We want to prove the relationship v3 = v1 * v2 without revealing anything about v1, v2 or v3.

Let’s rewrite c3 as:

c3' = c1^v2 * g(r3 - r1 * v2)

We can see c3' is equal to c3:

c1^v2 * g(r3 - r1 * v2) = g2^(v1 * v2) * g^(r1 * v2 + r3 - r1 * v2) = g2^(v1 * v2) * g^(r3) = c3

If we are able to prove the opening of the commitments c1 and c2 using a standard scheme as Schnorr, we will be able to prove that c3 commits to the product of the values committed in c1 and c2 by proving the opening of c3 reusing the challenge/response used for proving c2’s opening and after changing the base g2 to c1.

Using this definitions, first of all, the staker will need to publish a commitment to the inverse of v_in Winv=g2^(v_in^-1) * g^r2 and prove that W and Winv commit to factors of 1 (v_in * v_in^-1 = 1) using the technique previously described.
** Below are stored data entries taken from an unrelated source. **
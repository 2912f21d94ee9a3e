use thiserror::Error;

/// Errors raised while reconciling or laying out dispatch results.
///
/// All of them are deterministic consequences of the inputs. An energy
/// balance violation is not an error: it is reported in the
/// [`BalanceReport`](crate::BalanceReport) of a successful call.
#[derive(Debug, Clone, PartialEq, Error)]
pub enum AnalysisError {
    /// An auxiliary series does not share the time index of the primary one.
    #[error("index of {series} does not match: expected {expected}, got {actual}")]
    IndexMismatch {
        series: String,
        expected: String,
        actual: String,
    },

    /// Self-loop or otherwise malformed flow edge.
    #[error("invalid topology {from} -> {to}: {reason}")]
    InvalidTopology {
        from: String,
        to: String,
        reason: String,
    },

    /// Zero-length series or frame where data is required.
    #[error("empty input: {0}")]
    EmptyInput(String),

    /// Timestamps that are not strictly increasing with a fixed step.
    #[error("irregular time index: {0}")]
    IrregularIndex(String),

    #[error("invalid configuration: {0}")]
    Config(String),
}

impl AnalysisError {
    pub(crate) fn index_mismatch(
        series: &str,
        expected: impl ToString,
        actual: impl ToString,
    ) -> Self {
        AnalysisError::IndexMismatch {
            series: series.to_string(),
            expected: expected.to_string(),
            actual: actual.to_string(),
        }
    }

    pub(crate) fn topology(from: &str, to: &str, reason: &str) -> Self {
        AnalysisError::InvalidTopology {
            from: from.to_string(),
            to: to.to_string(),
            reason: reason.to_string(),
        }
    }
}

pub type Result<T> = std::result::Result<T, AnalysisError>;
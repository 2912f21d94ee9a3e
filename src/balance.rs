use crate::config::AnalysisConfig;
use crate::debug::{format_f64, format_percent};
use crate::error::{AnalysisError, Result};
use crate::frame::DispatchFrame;
use crate::series::Series;
use serde::Serialize;
use std::fmt;

/// Instantaneous energy balance of one reconciliation.
#[derive(Debug, Clone, PartialEq, Serialize)]
pub struct BalanceReport {
    /// `generation - demand + shifted load + shed load` at every timestep.
    pub residual: Vec<f64>,
    pub max_abs_residual: f64,
    /// `tolerance * max(demand)`.
    pub threshold: f64,
    pub violation: Option<BalanceViolation>,
}

/// Residual above the tolerated threshold. Advisory only.
#[derive(Debug, Clone, PartialEq, Serialize)]
pub struct BalanceViolation {
    pub max_abs_residual: f64,
    /// Largest residual as a percentage of peak demand.
    pub deviation_percent: f64,
}

impl BalanceViolation {
    pub fn deviation(&self) -> String {
        format_percent(self.deviation_percent)
    }
}

impl fmt::Display for BalanceViolation {
    fn fmt(&self, f: &mut fmt::Formatter<'_>) -> fmt::Result {
        write!(
            f,
            "up to {} difference in the instantaneous energy balance ({} MW)",
            self.deviation(),
            format_f64(self.max_abs_residual)
        )
    }
}

impl BalanceReport {
    pub fn is_balanced(&self) -> bool {
        self.violation.is_none()
    }
}

/// Outcome of [`reconcile`].
#[derive(Debug, Clone, PartialEq)]
pub struct Reconciliation {
    /// `demand - shed load - shifted load`. May be negative.
    pub adjusted_demand: Series,
    pub report: BalanceReport,
    /// Curtailed power, passed through for the chart layout.
    pub curtailment: Option<Series>,
}

/// Reconstructs the adjusted demand of a zone and checks the energy
/// balance against the generation frame.
///
/// Missing shed or shifted load is taken as zero. Every supplied series
/// must share the demand's index exactly, otherwise `IndexMismatch` is
/// returned; nothing is realigned.
///
/// The balance is checked against the original demand compensated by the
/// deductions. A largest absolute residual above `balance_tolerance` times
/// the peak demand is logged and reported as a [`BalanceViolation`], but
/// the call still succeeds.
pub fn reconcile(
    demand: &Series,
    generation: &DispatchFrame,
    shed_load: Option<&Series>,
    shifted_load: Option<&Series>,
    curtailment: Option<&Series>,
    config: &AnalysisConfig,
) -> Result<Reconciliation> {
    let index = demand.index();
    if !generation.is_aligned_with(index) {
        return Err(AnalysisError::index_mismatch(
            "generation",
            index,
            generation.index(),
        ));
    }

    let zeros = Series::zeros(index.clone());
    let shed_load = shed_load.unwrap_or(&zeros);
    let shifted_load = shifted_load.unwrap_or(&zeros);
    shed_load.ensure_aligned("shed load", index)?;
    shifted_load.ensure_aligned("shifted load", index)?;
    if let Some(curtailment) = curtailment {
        curtailment.ensure_aligned("curtailment", index)?;
    }

    let deductions = shed_load.zip_with(shifted_load, "shifted load", |a, b| a + b)?;
    let adjusted_demand = demand.zip_with(&deductions, "shed load", |d, x| d - x)?;

    let generation = generation.total();
    let residual = generation
        .values()
        .iter()
        .zip(demand.values())
        .zip(deductions.values())
        .map(|((g, d), x)| g - d + x)
        .collect::<Vec<f64>>();

    let max_abs_residual = residual.iter().fold(0.0, |m: f64, r| m.max(r.abs()));
    let peak = demand.max();
    let threshold = config.balance_tolerance * peak;

    let violation = if max_abs_residual > threshold {
        let violation = BalanceViolation {
            max_abs_residual,
            deviation_percent: max_abs_residual / peak * 100.0,
        };
        log::error!("there is {}", violation);
        Some(violation)
    } else {
        None
    };

    Ok(Reconciliation {
        adjusted_demand,
        report: BalanceReport {
            residual,
            max_abs_residual,
            threshold,
            violation,
        },
        curtailment: curtailment.cloned(),
    })
}
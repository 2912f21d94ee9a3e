use crate::balance::{reconcile, Reconciliation};
use crate::config::AnalysisConfig;
use crate::error::Result;
use crate::frame::{DispatchFrame, Table};
use crate::merit::arrange_by_merit_order;
use crate::netting::net_flows;
use crate::series::Series;
use crate::stack::{build_stack_layout, StackBand, StackLayout};
use crate::storage::{aggregate_storage, Aggregation, StorageUnit};
use crate::window::Window;
use chrono::NaiveDateTime;
use std::collections::BTreeMap;

/// Simulation results of one zone.
#[derive(Debug, Clone)]
pub struct ZoneInputs {
    pub zone: String,
    /// Power by fuel (MW), including the flow-in/flow-out and storage
    /// charging columns.
    pub dispatch: DispatchFrame,
    pub demand: Series,
    pub shed_load: Option<Series>,
    pub shifted_load: Option<Series>,
    pub curtailment: Option<Series>,
    pub storage_units: Vec<StorageUnit>,
    /// Availability factors of vehicle batteries, by unit name.
    pub availability: BTreeMap<String, Series>,
    pub aggregation: Aggregation,
    pub range: Option<(NaiveDateTime, NaiveDateTime)>,
}

impl ZoneInputs {
    pub fn new(zone: impl Into<String>, dispatch: DispatchFrame, demand: Series) -> Self {
        Self {
            zone: zone.into(),
            dispatch,
            demand,
            shed_load: None,
            shifted_load: None,
            curtailment: None,
            storage_units: Vec::default(),
            availability: BTreeMap::default(),
            aggregation: Aggregation::default(),
            range: None,
        }
    }

    pub fn with_shed_load(mut self, shed_load: Series) -> Self {
        self.shed_load = Some(shed_load);
        self
    }

    pub fn with_shifted_load(mut self, shifted_load: Series) -> Self {
        self.shifted_load = Some(shifted_load);
        self
    }

    pub fn with_curtailment(mut self, curtailment: Series) -> Self {
        self.curtailment = Some(curtailment);
        self
    }

    pub fn with_storage(mut self, units: Vec<StorageUnit>, availability: BTreeMap<String, Series>) -> Self {
        self.storage_units = units;
        self.availability = availability;
        self
    }

    pub fn with_aggregation(mut self, aggregation: Aggregation) -> Self {
        self.aggregation = aggregation;
        self
    }

    pub fn with_range(mut self, start: NaiveDateTime, end: NaiveDateTime) -> Self {
        self.range = Some((start, end));
        self
    }
}

/// Chart-ready dispatch of one zone.
#[derive(Debug, Clone)]
pub struct ZoneDispatch {
    pub zone: String,
    /// Netted, merit-ordered dispatch.
    pub frame: DispatchFrame,
    pub layout: StackLayout,
    pub curtailment_band: Option<StackBand>,
    pub reconciliation: Reconciliation,
    pub storage: Table,
    /// Stacked storage levels, `None` without storage in the zone.
    pub storage_layout: Option<StackLayout>,
    pub window: Window,
}

/// Prepares the dispatch of a zone for plotting.
pub fn analyse_zone(inputs: &ZoneInputs, config: &AnalysisConfig) -> Result<ZoneDispatch> {
    log::info!("analysing dispatch of {}", inputs.zone);
    let index = inputs.demand.index();

    let frame = arrange_by_merit_order(&net_flows(&inputs.dispatch, config), config)?;
    let layout = build_stack_layout(&frame)?;

    let reconciliation = reconcile(
        &inputs.demand,
        &frame,
        inputs.shed_load.as_ref(),
        inputs.shifted_load.as_ref(),
        inputs.curtailment.as_ref(),
        config,
    )?;
    if let Some(violation) = &reconciliation.report.violation {
        log::warn!("{}: {}", inputs.zone, violation);
    }

    let curtailment_band = match &reconciliation.curtailment {
        Some(curtailment) => Some(layout.curtailment_band(curtailment)?),
        None => None,
    };

    let storage = aggregate_storage(
        &inputs.storage_units,
        &inputs.zone,
        &inputs.availability,
        index,
        inputs.aggregation,
        config,
    )?;
    let storage_frame = storage.to_frame(&inputs.zone);
    let storage_layout = if storage_frame.is_empty() {
        None
    } else {
        Some(build_stack_layout(&storage_frame)?)
    };

    let window = Window::resolve(index, inputs.range, config);

    Ok(ZoneDispatch {
        zone: inputs.zone.clone(),
        frame,
        layout,
        curtailment_band,
        reconciliation,
        storage,
        storage_layout,
        window,
    })
}

#[cfg(test)]
mod tests {
    use super::*;
    use crate::error::AnalysisError;
    use crate::series::TimeIndex;
    use crate::tests::fixtures::{frame, hourly, init_logger, series};
    use anyhow::{format_err, Result};
    use std::sync::Arc;

    fn inputs(zone: &str, index: &Arc<TimeIndex>) -> ZoneInputs {
        let dispatch = frame(
            index,
            &[
                ("WIN", &[40.0, 42.0, 30.0]),
                ("GAS", &[60.0, 60.0, 70.0]),
                ("FlowIn", &[0.0, 3.0, 5.0]),
                ("FlowOut", &[-5.0, -5.0, -5.0]),
            ],
        );
        ZoneInputs::new(zone, dispatch, series(index, &[95.0, 100.0, 100.0]))
    }

    #[test]
    fn test_analyse_zone() -> Result<()> {
        init_logger();
        let config = AnalysisConfig::default();
        let index = hourly(3);
        let units = vec![StorageUnit::new(
            "BE_HPHS",
            "BE",
            "HPHS",
            100.0,
            series(&index, &[10.0, 20.0, 30.0]),
        )];
        let z = inputs("BE", &index)
            .with_curtailment(series(&index, &[1.0, 0.0, 0.0]))
            .with_storage(units, BTreeMap::new());

        let dispatch = analyse_zone(&z, &config)?;
        assert_eq!(
            dispatch.frame.labels().collect::<Vec<_>>(),
            ["FlowOut", "GAS", "WIN"]
        );
        assert_eq!(dispatch.frame.column("FlowOut"), Some(&[-5.0, -2.0, 0.0][..]));
        assert!(!dispatch.frame.contains("FlowIn"));
        assert_eq!(dispatch.layout.split, 1);
        assert!(dispatch.reconciliation.report.is_balanced());

        let band = dispatch
            .curtailment_band
            .ok_or_else(|| format_err!("curtailment band expected"))?;
        assert_eq!(band.lower, [-6.0, -2.0, 0.0]);

        let storage_layout = dispatch
            .storage_layout
            .ok_or_else(|| format_err!("storage layout expected"))?;
        assert_eq!(storage_layout.legend(), ["HPHS"]);
        assert_eq!(dispatch.window.range(), 0..2);
        Ok(())
    }

    #[test]
    fn test_zone_without_storage() -> Result<()> {
        let config = AnalysisConfig::default();
        let index = hourly(3);
        let dispatch = analyse_zone(&inputs("FR", &index), &config)?;
        assert!(dispatch.storage_layout.is_none());
        assert!(dispatch.curtailment_band.is_none());
        Ok(())
    }

    #[test]
    fn test_zone_without_generation() -> Result<()> {
        let config = AnalysisConfig::default();
        let index = hourly(2);
        let dispatch = frame(&index, &[("GAS", &[0.0, 0.0]), ("FlowIn", &[0.0, 0.0])]);
        let z = ZoneInputs::new("LU", dispatch, series(&index, &[20.0, 0.0]))
            .with_shed_load(series(&index, &[20.0, 0.0]))
            .with_aggregation(Aggregation::Zone);

        let dispatch = analyse_zone(&z, &config)?;
        assert!(dispatch.frame.is_empty());
        assert!(dispatch.layout.legend().is_empty());
        assert_eq!(dispatch.layout.top(), [0.0, 0.0]);
        assert!(dispatch.reconciliation.report.is_balanced());
        assert_eq!(dispatch.reconciliation.adjusted_demand.values(), &[0.0, 0.0]);
        assert!(dispatch.storage_layout.is_none());
        Ok(())
    }

    #[test]
    fn test_misaligned_inputs() {
        let config = AnalysisConfig::default();
        let index = hourly(3);
        let z = inputs("BE", &index).with_shed_load(series(&hourly(2), &[0.0, 0.0]));
        let err = analyse_zone(&z, &config).unwrap_err();
        assert!(matches!(err, AnalysisError::IndexMismatch { .. }));
    }

    #[test]
    fn test_parallel_zones() -> Result<()> {
        let config = &AnalysisConfig::default();
        let index = hourly(3);
        let zones = ["BE", "FR", "DE", "NL"]
            .iter()
            .map(|z| inputs(z, &index))
            .collect::<Vec<ZoneInputs>>();

        let results = std::thread::scope(|s| {
            let handles = zones
                .iter()
                .map(|z| s.spawn(move || analyse_zone(z, config)))
                .collect::<Vec<_>>();
            handles
                .into_iter()
                .map(|h| h.join().map_err(|_| format_err!("analysis thread panicked")))
                .collect::<Result<Vec<_>>>()
        })?;

        for (z, result) in zones.iter().zip(results) {
            let dispatch = result?;
            assert_eq!(dispatch.zone, z.zone);
            assert_eq!(dispatch.layout.split, 1);
        }
        Ok(())
    }
}
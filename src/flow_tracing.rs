use crate::error::Result;
use crate::network::{net_positions, FlowTable};
use crate::window::Window;
use serde::Serialize;
use std::collections::BTreeMap;

/// Zone by zone energy exchange (MWh), `values[i][j]` being the energy
/// produced in `zones[i]` and consumed in `zones[j]`.
#[derive(Debug, Clone, PartialEq, Serialize)]
pub struct ExchangeMatrix {
    pub zones: Vec<String>,
    pub values: Vec<Vec<f64>>,
}

impl ExchangeMatrix {
    /// Expresses every column as a percentage of the consuming zone's
    /// load. Zones without load get zero shares.
    pub fn share_of_load(&self, load: &BTreeMap<String, f64>) -> ExchangeMatrix {
        let values = self
            .values
            .iter()
            .map(|row| {
                row.iter()
                    .zip(&self.zones)
                    .map(|(v, zone)| match load.get(zone) {
                        Some(&l) if l != 0.0 => v / l * 100.0,
                        _ => 0.0,
                    })
                    .collect()
            })
            .collect();
        ExchangeMatrix {
            zones: self.zones.clone(),
            values,
        }
    }
}

/// Power flow tracing: attributes consumption in each zone to the zones
/// where the energy was produced.
///
/// Only the two aggregates below are exposed; the attribution numerics
/// belong to the implementation.
pub trait FlowTracing {
    fn net_positions(&self, zones: &[String], window: &Window) -> Result<BTreeMap<String, f64>>;

    fn exchange_matrix(&self, zones: &[String], window: &Window) -> Result<ExchangeMatrix>;
}

/// Direct bilateral exchanges: energy is attributed to the neighbouring
/// zone it was imported from, without following transit.
impl FlowTracing for FlowTable {
    fn net_positions(&self, zones: &[String], window: &Window) -> Result<BTreeMap<String, f64>> {
        net_positions(self, zones, window)
    }

    fn exchange_matrix(&self, zones: &[String], window: &Window) -> Result<ExchangeMatrix> {
        let mut values = vec![vec![0.0; zones.len()]; zones.len()];
        let position = |zone: &str| zones.iter().position(|z| z == zone);
        for (line, total) in self.line_totals(window)? {
            if let (Some(i), Some(j)) = (position(line.from.as_str()), position(line.to.as_str())) {
                values[i][j] += total;
            }
        }
        Ok(ExchangeMatrix {
            zones: zones.to_vec(),
            values,
        })
    }
}
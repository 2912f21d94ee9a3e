use crate::config::AnalysisConfig;
use crate::error::Result;
use crate::frame::DispatchFrame;
use std::collections::HashMap;

/// Reorders the columns of a zone's dispatch frame in merit order.
///
/// Labels missing from the merit order are summed into the "Other"
/// bucket so that no energy is lost; the bucket is placed at its own
/// merit position, or last if the merit order does not list it.
/// Identically zero columns are dropped.
pub fn arrange_by_merit_order(frame: &DispatchFrame, config: &AnalysisConfig) -> Result<DispatchFrame> {
    let mut columns: HashMap<&str, Vec<f64>> = HashMap::with_capacity(frame.width());
    let mut unknown = Vec::default();

    for column in frame.columns() {
        let label = match config.merit_position(&column.label) {
            Some(_) => column.label.as_str(),
            None => {
                unknown.push(column.label.as_str());
                config.other_label.as_str()
            }
        };
        let sum = columns
            .entry(label)
            .or_insert_with(|| vec![0.0; frame.len()]);
        sum.iter_mut().zip(&column.values).for_each(|(s, v)| *s += v);
    }
    if !unknown.is_empty() {
        log::debug!(
            "technologies without merit order position moved to {}: {}",
            config.other_label,
            unknown.join(", ")
        );
    }

    let mut order = config
        .merit_order
        .iter()
        .map(String::as_str)
        .collect::<Vec<&str>>();
    if config.merit_position(&config.other_label).is_none() {
        order.push(&config.other_label);
    }

    let mut arranged = DispatchFrame::new(frame.index().clone());
    for label in order {
        if let Some(values) = columns.remove(label) {
            if values.iter().all(|&v| v == 0.0) {
                continue;
            }
            arranged.push_values(label, values)?;
        }
    }
    Ok(arranged)
}
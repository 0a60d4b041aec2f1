use std::fmt::Debug;
use std::sync::Arc;

use anyhow::Context;
use serde::de::DeserializeOwned;

use model_tunnel_core::prelude::{EngineAdapter, ShutdownHandle};
use model_tunnel_instruments::Reporter;

use crate::config::HarnessConfig;
use crate::executor::Executor;
use crate::types::ModelTunnelResult;

/// State shared by the hooks of a scenario and the benchmark runner.
pub struct RunnerContext {
    executor: Arc<Executor>,
    reporter: Arc<Reporter>,
    shutdown_handle: ShutdownHandle,
    config: HarnessConfig,
    sections: toml::Table,
    engines: Vec<Arc<dyn EngineAdapter>>,
}

impl Debug for RunnerContext {
    fn fmt(&self, f: &mut std::fmt::Formatter<'_>) -> std::fmt::Result {
        f.debug_struct("RunnerContext")
            .field("config", &self.config)
            .field("sections", &self.sections.keys().collect::<Vec<_>>())
            .field(
                "engines",
                &self.engines.iter().map(|e| e.name()).collect::<Vec<_>>(),
            )
            .finish_non_exhaustive()
    }
}

impl RunnerContext {
    pub(crate) fn new(
        executor: Arc<Executor>,
        reporter: Arc<Reporter>,
        shutdown_handle: ShutdownHandle,
        config: HarnessConfig,
        sections: toml::Table,
    ) -> Self {
        Self {
            executor,
            reporter,
            shutdown_handle,
            config,
            sections,
            engines: Vec::new(),
        }
    }

    pub fn executor(&self) -> &Arc<Executor> {
        &self.executor
    }

    pub fn reporter(&self) -> Arc<Reporter> {
        self.reporter.clone()
    }

    pub fn config(&self) -> &HarnessConfig {
        &self.config
    }

    /// Deserialize a top level section of the configuration file, e.g. `[stores]`.
    ///
    /// Returns `T::default()` when the section is missing.
    pub fn config_section<T: DeserializeOwned + Default>(&self, key: &str) -> ModelTunnelResult<T> {
        match self.sections.get(key) {
            Some(value) => value
                .clone()
                .try_into::<T>()
                .with_context(|| format!("Failed to parse [{key}] section")),
            None => Ok(T::default()),
        }
    }

    /// Register an engine to benchmark. Engines run in registration order within each trial.
    pub fn add_engine(&mut self, engine: impl EngineAdapter + 'static) {
        log::info!("Registered engine: {}", engine.name());
        self.engines.push(Arc::new(engine));
    }

    pub fn engines(&self) -> &[Arc<dyn EngineAdapter>] {
        &self.engines
    }

    /// Stop the scenario after the trial in progress. Results gathered so far are still reported.
    pub fn force_stop_scenario(&self) {
        self.shutdown_handle.shutdown();
    }

    pub(crate) fn shutdown_handle(&self) -> &ShutdownHandle {
        &self.shutdown_handle
    }
}
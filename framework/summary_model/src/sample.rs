use std::collections::BTreeMap;

use serde::{Deserialize, Serialize};

/// A point-in-time resource reading for one process.
///
/// A missing value means the sampler could not produce one. It is not the same as `0.0`.
#[derive(Debug, Clone, Copy, Default, PartialEq, Serialize, Deserialize)]
pub struct ResourceReading {
    pub cpu_percent: Option<f64>,
    pub mem_percent: Option<f64>,
}

impl ResourceReading {
    pub fn new(cpu_percent: f64, mem_percent: f64) -> Self {
        Self {
            cpu_percent: Some(cpu_percent),
            mem_percent: Some(mem_percent),
        }
    }

    pub fn absent() -> Self {
        Self::default()
    }
}

/// The measurement of one trial against one engine.
#[derive(Debug, Clone, PartialEq, Serialize, Deserialize)]
pub struct Sample {
    /// Index of the trial within its tier, starting at zero.
    pub trial: usize,
    pub latency_seconds: f64,
    /// Summed over all of the engine's processes. Absent if any process lacked a reading.
    pub cpu_percent: Option<f64>,
    /// Summed over all of the engine's processes. Absent if any process lacked a reading.
    pub mem_percent: Option<f64>,
    /// Reading per sampled process identity.
    pub processes: BTreeMap<String, ResourceReading>,
}

impl Sample {
    pub fn new(
        trial: usize,
        latency_seconds: f64,
        processes: BTreeMap<String, ResourceReading>,
    ) -> Self {
        let cpu_percent = sum_all(processes.values().map(|r| r.cpu_percent));
        let mem_percent = sum_all(processes.values().map(|r| r.mem_percent));

        Self {
            trial,
            latency_seconds,
            cpu_percent,
            mem_percent,
            processes,
        }
    }
}

/// Sum of the values, or `None` if there are none or any of them is missing.
fn sum_all(values: impl Iterator<Item = Option<f64>>) -> Option<f64> {
    let mut total = None;
    for value in values {
        total = Some(total.unwrap_or(0.0) + value?);
    }
    total
}

#[cfg(test)]
mod tests {
    use super::*;

    #[test]
    fn engine_usage_sums_processes() {
        let processes = BTreeMap::from([
            ("mongodb".to_string(), ResourceReading::new(10.0, 2.5)),
            ("neo4j".to_string(), ResourceReading::new(30.0, 7.5)),
        ]);

        let sample = Sample::new(0, 0.25, processes);
        assert_eq!(Some(40.0), sample.cpu_percent);
        assert_eq!(Some(10.0), sample.mem_percent);
    }

    #[test]
    fn partial_readings_leave_engine_usage_absent() {
        let processes = BTreeMap::from([
            ("mongodb".to_string(), ResourceReading::new(10.0, 2.5)),
            (
                "neo4j".to_string(),
                ResourceReading {
                    cpu_percent: None,
                    mem_percent: Some(7.5),
                },
            ),
        ]);

        let sample = Sample::new(1, 0.25, processes);
        assert_eq!(None, sample.cpu_percent);
        assert_eq!(Some(10.0), sample.mem_percent);
    }

    #[test]
    fn no_processes_means_no_usage() {
        let sample = Sample::new(0, 1.0, BTreeMap::new());
        assert_eq!(None, sample.cpu_percent);
        assert_eq!(None, sample.mem_percent);
    }
}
That would be equivalent to considering W, Winv resp. c1, c2, and defining c3 as g2^1 * g^r3. C3’s structure can easily be proven by proving knowledge of h’s exponent r3 for public key c3 * g2^-1 = g^r3.

Let's calculate now a commitment to K(in) * v_in^-1:

c4 = Winv ^ K(in) = g2^(v_in^-1 * K(in)) * g^r3

As per the condition defined above [1], we now need to prove c4’s committed value is in the range [0, T(height)). If we accept (2^64) - 1 is the biggest possible value v_in can take, we can safely assume v_in^-1 * K(in) will always be greater or equal than K(in) / ((2*64) - 1), hence in the range [K(in) / ((2*64) - 1), T(height)). We can further simplify the range by defining it as [0, T(height) - K(in) / ((2*64) - 1)) and multiplying c4 by g2^(-K(in) / ((2*64) - 1)).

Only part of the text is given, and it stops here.